Prime Minister Benjamin Netanyahu's dramatic UN speech in which he highlighted the need to draw a "red line" for Iran's nuclear program prompted responses not just in the West, but also in the Arab and Muslim world. While Iranian authorities have yet to officially respond to the speech, media outlets in Iran and the Middle East were quick to offer their own analyses.
- Politicians deride PM's UN speech
- US keeps stance on 'red line' for Iran
- Netanyahu at UN: Red lines prevent war
A popular news website in Iran explained that the Islamic Republic views Netanyahu's speech as a withdrawal from his previous positions on the Iranian nuclear issue. The website Tabnak, affiliated with former Revolutionary Guards commander Mohsen Rezaee, said that the Israeli prime minister had changed his positions on a red line for Iran.

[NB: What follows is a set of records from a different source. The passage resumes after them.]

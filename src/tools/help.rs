use super::{CursorKind, Lifecycle, Tool, ToolContext};
use crate::canvas::{Canvas, Color, Font};
use crate::export::FORMAT_MARKER;
use crate::input::InputEvent;
use crate::plan::Plan;

const PANEL_W: i32 = 800;
const PANEL_H: i32 = 500;
const LINE_STEP: i32 = 24;

/// Key reference screen. The text only exists while the tool is active.
#[derive(Default)]
pub struct HelpTool {
    lines: Option<Vec<String>>,
}

impl Tool for HelpTool {
    fn handle_event(
        &mut self,
        ctx: &mut ToolContext<'_>,
        _event: Option<&InputEvent>,
        _cursor: [i32; 2],
        signal: Lifecycle,
    ) {
        match signal {
            Lifecycle::Begin => {
                if self.lines.is_none() {
                    self.lines = Some(
                        [
                            FORMAT_MARKER,
                            "----------------",
                            "F1 - help screen;",
                            "F2 - room placing tool;",
                            "F3 - thing editing tool;",
                            "F5 - export world plan.",
                            "",
                            "Have a nice day.",
                        ]
                        .into_iter()
                        .map(String::from)
                        .collect(),
                    );
                }
            }
            Lifecycle::Stop => self.lines = None,
            Lifecycle::Reset => ctx.cursor.kind = CursorKind::Arrow,
            Lifecycle::Normal => {}
        }
    }

    fn draw(&self, canvas: &mut dyn Canvas, _plan: &Plan, _cursor: [i32; 2], _ticks_ms: u64) {
        let Some(lines) = &self.lines else {
            return;
        };
        let (w, h) = canvas.size();
        let left = w / 2 - PANEL_W / 2;
        let top = h / 2 - PANEL_H / 2;

        canvas.fill_rect(left, top, PANEL_W, PANEL_H, Color::rgb(10, 40, 30));
        canvas.draw_rect(left, top, PANEL_W, PANEL_H, Color::WHITE);

        let mut y = top + 1;
        for line in lines {
            canvas.draw_text(left + 1, y, line, Font::Large, Color::WHITE);
            y += LINE_STEP;
        }

        // author strip along the bottom edge
        let strip_y = top + PANEL_H - 20;
        canvas.fill_rect(left + 1, strip_y, PANEL_W - 2, 12, Color::BLACK);
        let credit = concat!("basilisk ", env!("CARGO_PKG_VERSION"));
        let (tw, _) = canvas.text_size(credit, Font::Small);
        canvas.draw_text(left + PANEL_W - tw - 12, strip_y + 2, credit, Font::Small, Color::WHITE);
    }
}

#[cfg(test)]
mod tests {
    use super::*;
    use crate::canvas::FrameBuffer;
    use crate::tools::Harness;

    #[test]
    fn text_lives_between_begin_and_stop() {
        let mut h = Harness::new();
        let mut tool = HelpTool::default();
        assert!(tool.lines.is_none());

        tool.handle_event(&mut h.ctx(), None, [0, 0], Lifecycle::Begin);
        assert_eq!(tool.lines.as_ref().unwrap()[0], "Basilisk 0");

        let mut fb = FrameBuffer::new(1025, 705);
        tool.draw(&mut fb, &h.plan, [0, 0], 0);
        assert_ne!(fb.pixel(512, 352), 0);

        tool.handle_event(&mut h.ctx(), None, [0, 0], Lifecycle::Stop);
        assert!(tool.lines.is_none());
    }
}
use chrono::{NaiveDate, NaiveTime, TimeDelta};
use ulid::Ulid;

use crate::limits::*;
use crate::model::*;

use super::availability::generate_slots;
use super::conflict::{find_conflict, validate_date_not_past, validate_guests, validate_time_not_past};
use super::{Engine, EngineError, SharedBranchState, hours, policy};

/// Window for "this week" in the dashboard stats.
const STATS_WEEK_DAYS: i64 = 7;

fn by_schedule(a: &Reservation, b: &Reservation) -> std::cmp::Ordering {
    (a.date, a.time, a.id).cmp(&(b.date, b.time, b.id))
}

impl Engine {
    fn branch_handles(&self) -> Vec<SharedBranchState> {
        let mut handles: Vec<(Ulid, SharedBranchState)> = self
            .state
            .iter()
            .map(|e| (*e.key(), e.value().clone()))
            .collect();
        handles.sort_by_key(|(id, _)| *id);
        handles.into_iter().map(|(_, s)| s).collect()
    }

    // ── Branches and hours ───────────────────────────────────

    pub async fn list_branches(&self) -> Vec<Branch> {
        let mut branches = Vec::new();
        for shared in self.branch_handles() {
            branches.push(shared.read().await.branch.clone());
        }
        branches
    }

    pub async fn get_branch(&self, id: Ulid) -> Result<Branch, EngineError> {
        Ok(self.branch_state(id)?.read().await.branch.clone())
    }

    pub async fn list_operating_hours(&self, branch_id: Ulid) -> Result<Vec<OperatingHours>, EngineError> {
        let shared = self.branch_state(branch_id)?;
        let guard = shared.read().await;
        Ok(guard.weekly_hours.values().cloned().collect())
    }

    pub async fn list_special_dates(&self, branch_id: Ulid) -> Result<Vec<SpecialDate>, EngineError> {
        let shared = self.branch_state(branch_id)?;
        let guard = shared.read().await;
        Ok(guard.special_dates.values().cloned().collect())
    }

    pub async fn resolve_hours(&self, branch_id: Ulid, date: NaiveDate) -> Result<DayHours, EngineError> {
        let shared = self.branch_state(branch_id)?;
        let guard = shared.read().await;
        Ok(hours::resolve(&guard, date))
    }

    // ── Tables and availability ──────────────────────────────

    pub async fn list_tables(&self, branch_id: Ulid) -> Result<Vec<Table>, EngineError> {
        let shared = self.branch_state(branch_id)?;
        let guard = shared.read().await;
        let mut tables: Vec<Table> = guard.tables.values().cloned().collect();
        tables.sort_by(|a, b| a.label.cmp(&b.label));
        Ok(tables)
    }

    /// Bookable start times for a party on a date. Closed days come back as
    /// `SlotListing::Closed`; a branch with no table big enough is
    /// `NoSuitableTables`.
    pub async fn available_slots(
        &self,
        branch_id: Ulid,
        date: NaiveDate,
        guests: u32,
    ) -> Result<SlotListing, EngineError> {
        validate_guests(guests)?;
        let shared = self.branch_state(branch_id)?;
        let guard = shared.read().await;

        let day = hours::resolve(&guard, date);
        let duration = policy::duration_for(guests);
        let interval = guard.branch.slot_interval;
        if !day.is_open {
            return Ok(generate_slots(&day, interval, duration, 0, &[]));
        }

        let eligible = guard.tables.values().filter(|t| t.can_seat(guests)).count() as u32;
        if eligible == 0 {
            return Err(EngineError::NoSuitableTables { guests });
        }
        let booked: Vec<Window> = guard
            .reservations_on(date)
            .filter(|r| r.status.occupies_table())
            .map(|r| r.window())
            .collect();
        Ok(generate_slots(&day, interval, duration, eligible, &booked))
    }

    /// Active tables big enough for the party with nothing overlapping the
    /// window starting at `time`. Empty on a closed day; a time already past
    /// is refused.
    pub async fn available_tables(
        &self,
        branch_id: Ulid,
        date: NaiveDate,
        time: NaiveTime,
        guests: u32,
    ) -> Result<Vec<Table>, EngineError> {
        validate_guests(guests)?;
        let now = self.clock.now();
        validate_date_not_past(date, now)?;
        validate_time_not_past(date, time, now)?;
        let shared = self.branch_state(branch_id)?;
        let guard = shared.read().await;
        if !hours::resolve(&guard, date).is_open {
            return Ok(Vec::new());
        }

        let window = Window::starting_at(time, policy::duration_for(guests));
        let mut free: Vec<Table> = guard
            .tables
            .values()
            .filter(|t| t.can_seat(guests))
            .filter(|t| find_conflict(&guard, t.id, date, &window, None).is_none())
            .cloned()
            .collect();
        free.sort_by(|a, b| (a.seats, &a.label).cmp(&(b.seats, &b.label)));
        Ok(free)
    }

    // ── Reservations ─────────────────────────────────────────

    pub async fn get_by_confirmation(&self, confirmation_id: &str) -> Result<Reservation, EngineError> {
        let (branch_id, id) = self.lookup_confirmation(confirmation_id)?;
        let shared = self.branch_state(branch_id)?;
        let guard = shared.read().await;
        guard
            .reservations
            .get(&id)
            .cloned()
            .ok_or_else(|| EngineError::not_found("reservation", confirmation_id))
    }

    /// Reservations matching the filter, in schedule order.
    pub async fn list_reservations(&self, filter: &ReservationFilter) -> Result<Vec<Reservation>, EngineError> {
        let handles = match filter.branch_id {
            Some(id) => vec![self.branch_state(id)?],
            None => self.branch_handles(),
        };
        let mut out = Vec::new();
        for shared in handles {
            let guard = shared.read().await;
            match filter.date {
                Some(date) => out.extend(guard.reservations_on(date).filter(|r| filter.matches(r)).cloned()),
                None => out.extend(guard.reservations.values().filter(|r| filter.matches(r)).cloned()),
            }
        }
        out.sort_by(by_schedule);
        Ok(out)
    }

    /// A customer's reservations by email (case-insensitive) or phone, most
    /// recent first.
    pub async fn customer_reservations(
        &self,
        email: Option<&str>,
        phone: Option<&str>,
    ) -> Result<Vec<Reservation>, EngineError> {
        let email = email.map(str::trim).filter(|e| !e.is_empty());
        let phone = phone.map(str::trim).filter(|p| !p.is_empty());
        if email.is_none() && phone.is_none() {
            return Err(EngineError::validation("email", "email or phone is required"));
        }

        let mut out = Vec::new();
        for shared in self.branch_handles() {
            let guard = shared.read().await;
            out.extend(
                guard
                    .reservations
                    .values()
                    .filter(|r| {
                        let by_email = email.is_some_and(|e| {
                            r.customer
                                .email
                                .as_deref()
                                .is_some_and(|mine| mine.eq_ignore_ascii_case(e))
                        });
                        let by_phone = phone.is_some_and(|p| r.customer.phone == p);
                        by_email || by_phone
                    })
                    .cloned(),
            );
        }
        out.sort_by(|a, b| by_schedule(b, a));
        out.truncate(MAX_CUSTOMER_LOOKUP_ROWS);
        Ok(out)
    }

    /// Non-cancelled reservations for today, by time.
    pub async fn todays_reservations(&self, branch_id: Ulid) -> Result<Vec<Reservation>, EngineError> {
        let today = self.clock.now().date();
        let shared = self.branch_state(branch_id)?;
        let guard = shared.read().await;
        let mut out: Vec<Reservation> = guard
            .reservations_on(today)
            .filter(|r| r.status.occupies_table())
            .cloned()
            .collect();
        out.sort_by(by_schedule);
        Ok(out)
    }

    /// Dashboard counters for one branch, or all branches.
    pub async fn stats(&self, branch_id: Option<Ulid>) -> Result<ReservationStats, EngineError> {
        let handles = match branch_id {
            Some(id) => vec![self.branch_state(id)?],
            None => self.branch_handles(),
        };
        let today = self.clock.now().date();
        let week_start = today - TimeDelta::days(STATS_WEEK_DAYS);

        let mut stats = ReservationStats::default();
        for shared in handles {
            let guard = shared.read().await;
            for r in guard.reservations.values() {
                *stats.by_status.entry(r.status.as_str()).or_default() += 1;
                if r.date == today && r.status.occupies_table() {
                    stats.today += 1;
                }
                match r.status {
                    ReservationStatus::Pending => stats.pending += 1,
                    ReservationStatus::Confirmed => stats.confirmed += 1,
                    ReservationStatus::Completed if r.date >= week_start => {
                        stats.completed_this_week += 1
                    }
                    ReservationStatus::NoShow if r.date >= week_start => stats.no_shows_this_week += 1,
                    _ => {}
                }
                if r.date >= today && !r.status.is_terminal() {
                    stats.upcoming += 1;
                }
            }
        }
        Ok(stats)
    }
}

The article claimed that in the past Netanyahu had stressed that a red line was 20% level enrichment of uranium, while his speech placed the line at 90% enrichment.
Article in Iranian website
"In the past Netanyahu and other Israel war mongers said that Iran is only a few weeks from obtaining an atom bomb. Now, Netanyahu himself admits that this will not happen before next summer." The article said this "empties his previous statements."
Iranian President Mahmoud Ahmadinejad left New York on Thursday and has yet to issue an official response. He is scheduled to land in Tehran later on Friday. Before leaving the US, Ahmadinejad met with a group of anti-Zionist haredim in New York.
Graphic illustration (Photo: Reuters)
The Arab press also addressed the speech. The London-based al-Quds al-Arabi published a harsh editorial attacking Netanyahu's speech titled "Don't make us choose between Israel and Iran."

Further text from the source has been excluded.